When you use Strict, the router *does* use DNSMasq. It adds the push'd DNS server to those already in use by DNSMasq to those obtained over the WAN (whether from the ISP or your custom servers). But there's a bug. Strict is *supposed* to prepend that DNS server, NOT append it. And by design, Strict (which maps down to the strict-order directive in DNSMasq) accesses those servers in-order. And the fact that a given DNS server is accessible but doesn't know of a given domain (and returns NXDOMAIN) does NOT mean it will try another server. NXDOMAIN is a *valid* response! The server would have to FAIL before it attempted to move on to the next server in the list.

Even if Strict worked as intended, it has other flaws. For example, if may not always access the servers in-order, despite claims that it should by the authors of DNSMasq.

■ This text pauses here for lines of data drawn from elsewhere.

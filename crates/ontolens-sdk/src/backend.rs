//! The ontology service contract

use crate::error::SdkError;
use async_trait::async_trait;
use ontolens_domain::{Entity, Evaluation, PropertyMapping, Relation, RelationId};
use serde::{Deserialize, Serialize};
use std::collections::HashMap;
use std::sync::Arc;

/// Batch size used when the caller has no preference
pub const DEFAULT_BATCH_LIMIT: usize = 1000;

/// Size of the stored ontology graph
#[derive(Debug, Clone, Copy, Default, PartialEq, Eq, Serialize, Deserialize)]
pub struct GraphStats {
    /// Number of entities
    #[serde(default)]
    pub node_count: u64,

    /// Number of relations
    #[serde(default)]
    pub relation_count: u64,
}

/// Activity of the background ontology agent
#[derive(Debug, Clone, PartialEq, Serialize, Deserialize)]
pub struct AgentStatus {
    /// Agent state, e.g. `idle` or `running`
    pub status: String,

    /// Optional human readable detail
    #[serde(default, skip_serializing_if = "Option::is_none")]
    pub message: Option<String>,

    /// Optional progress in `[0, 1]` or percent, as reported
    #[serde(default, skip_serializing_if = "Option::is_none")]
    pub progress: Option<f64>,
}

impl AgentStatus {
    /// Whether the agent reports being busy
    pub fn is_active(&self) -> bool {
        matches!(
            self.status.to_ascii_lowercase().as_str(),
            "running" | "processing" | "evaluating" | "regenerating" | "busy"
        )
    }
}

/// Operations offered by the ontology service
///
/// Implemented over HTTP by [`OntologyClient`](crate::OntologyClient).
/// Evaluation actions return nothing: the service is the source of truth and
/// callers re-fetch the graph to observe the result.
#[async_trait]
pub trait OntologyBackend: Send + Sync {
    /// Cheap existence/size check
    async fn graph_stats(&self) -> Result<GraphStats, SdkError>;

    /// Fetch up to `limit` entities
    async fn entities_batch(&self, limit: usize) -> Result<Vec<Entity>, SdkError>;

    /// Fetch up to `limit` relations
    async fn relations_batch(&self, limit: usize) -> Result<Vec<Relation>, SdkError>;

    /// Rebuild the ontology from the knowledge base
    async fn regenerate(&self) -> Result<(), SdkError>;

    /// Delete the whole ontology
    async fn clear(&self) -> Result<(), SdkError>;

    /// Request a fresh automatic evaluation
    async fn evaluate_relation(&self, id: &RelationId) -> Result<(), SdkError>;

    /// Force a relation to accepted
    async fn accept_relation(
        &self,
        id: &RelationId,
        justification: Option<&str>,
        property_mappings: &[PropertyMapping],
    ) -> Result<(), SdkError>;

    /// Force a relation to rejected
    async fn reject_relation(
        &self,
        id: &RelationId,
        justification: Option<&str>,
    ) -> Result<(), SdkError>;

    /// Return a relation to pending
    async fn undo_relation_evaluation(&self, id: &RelationId) -> Result<(), SdkError>;

    /// Persist a relation's evaluation to the downstream graph store
    async fn sync_relation(&self, id: &RelationId) -> Result<(), SdkError>;

    /// Supporting heuristics, keyed by relation id
    async fn relation_heuristics(
        &self,
        ids: &[RelationId],
    ) -> Result<HashMap<RelationId, serde_json::Value>, SdkError>;

    /// Evaluation records, keyed by relation id
    async fn relation_evaluations(
        &self,
        ids: &[RelationId],
    ) -> Result<HashMap<RelationId, Evaluation>, SdkError>;

    /// Background agent activity
    async fn agent_status(&self) -> Result<AgentStatus, SdkError>;
}

#[async_trait]
impl<B: OntologyBackend + ?Sized> OntologyBackend for Arc<B> {
    async fn graph_stats(&self) -> Result<GraphStats, SdkError> {
        (**self).graph_stats().await
    }

    async fn entities_batch(&self, limit: usize) -> Result<Vec<Entity>, SdkError> {
        (**self).entities_batch(limit).await
    }

    async fn relations_batch(&self, limit: usize) -> Result<Vec<Relation>, SdkError> {
        (**self).relations_batch(limit).await
    }

    async fn regenerate(&self) -> Result<(), SdkError> {
        (**self).regenerate().await
    }

    async fn clear(&self) -> Result<(), SdkError> {
        (**self).clear().await
    }

    async fn evaluate_relation(&self, id: &RelationId) -> Result<(), SdkError> {
        (**self).evaluate_relation(id).await
    }

    async fn accept_relation(
        &self,
        id: &RelationId,
        justification: Option<&str>,
        property_mappings: &[PropertyMapping],
    ) -> Result<(), SdkError> {
        (**self)
            .accept_relation(id, justification, property_mappings)
            .await
    }

    async fn reject_relation(
        &self,
        id: &RelationId,
        justification: Option<&str>,
    ) -> Result<(), SdkError> {
        (**self).reject_relation(id, justification).await
    }

    async fn undo_relation_evaluation(&self, id: &RelationId) -> Result<(), SdkError> {
        (**self).undo_relation_evaluation(id).await
    }

    async fn sync_relation(&self, id: &RelationId) -> Result<(), SdkError> {
        (**self).sync_relation(id).await
    }

    async fn relation_heuristics(
        &self,
        ids: &[RelationId],
    ) -> Result<HashMap<RelationId, serde_json::Value>, SdkError> {
        (**self).relation_heuristics(ids).await
    }

    async fn relation_evaluations(
        &self,
        ids: &[RelationId],
    ) -> Result<HashMap<RelationId, Evaluation>, SdkError> {
        (**self).relation_evaluations(ids).await
    }

    async fn agent_status(&self) -> Result<AgentStatus, SdkError> {
        (**self).agent_status().await
    }
}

When monitoring DNS activity on the router, I can *see* multiple DNS servers being accessed, even when the one w/ highest priority (i.e., the first in the list) is known to be working. It's why I don't generally recommend it. It doesn't work the way most ppl think or assume.

Something else to consider as well. In the world of DNSMasq, *all* DNS servers are assumed to be equally qualified to answer a DNS query, *UNLESS* you specifically tell it otherwise. If you add a directive like the following to DNSMasq, now it knows that only the specified server can resolve the specified domain.

Code:
server=/<domain-name>/<server-ip>

Seems to me that's missing item here. If you decided NOT to push 10.8.0.1, leave Accept DNS Configuration on the OpenVPN clients as Disabled, and instead configured DNSMasq on the OpenVPN clients' routers w/ the above directive, then they'd know to only query the OpenVPN server's DNS for xyz.org name resolution. Otherwise, they're using the other servers all the time for general purposes.
 
Last edited:

RMerlin

Asuswrt-Merlin dev
But there's a bug. Strict is *supposed* to prepend that DNS server, NOT append it.
Unless that was changed, dnsmasq reads them in the reverse order, which is why a few years ago I changed it to append rather than prepend.
 

eibgrad

Part of the Furniture
Unless that was changed, dnsmasq reads them in the reverse order, which is why a few years ago I changed it to append rather than prepend.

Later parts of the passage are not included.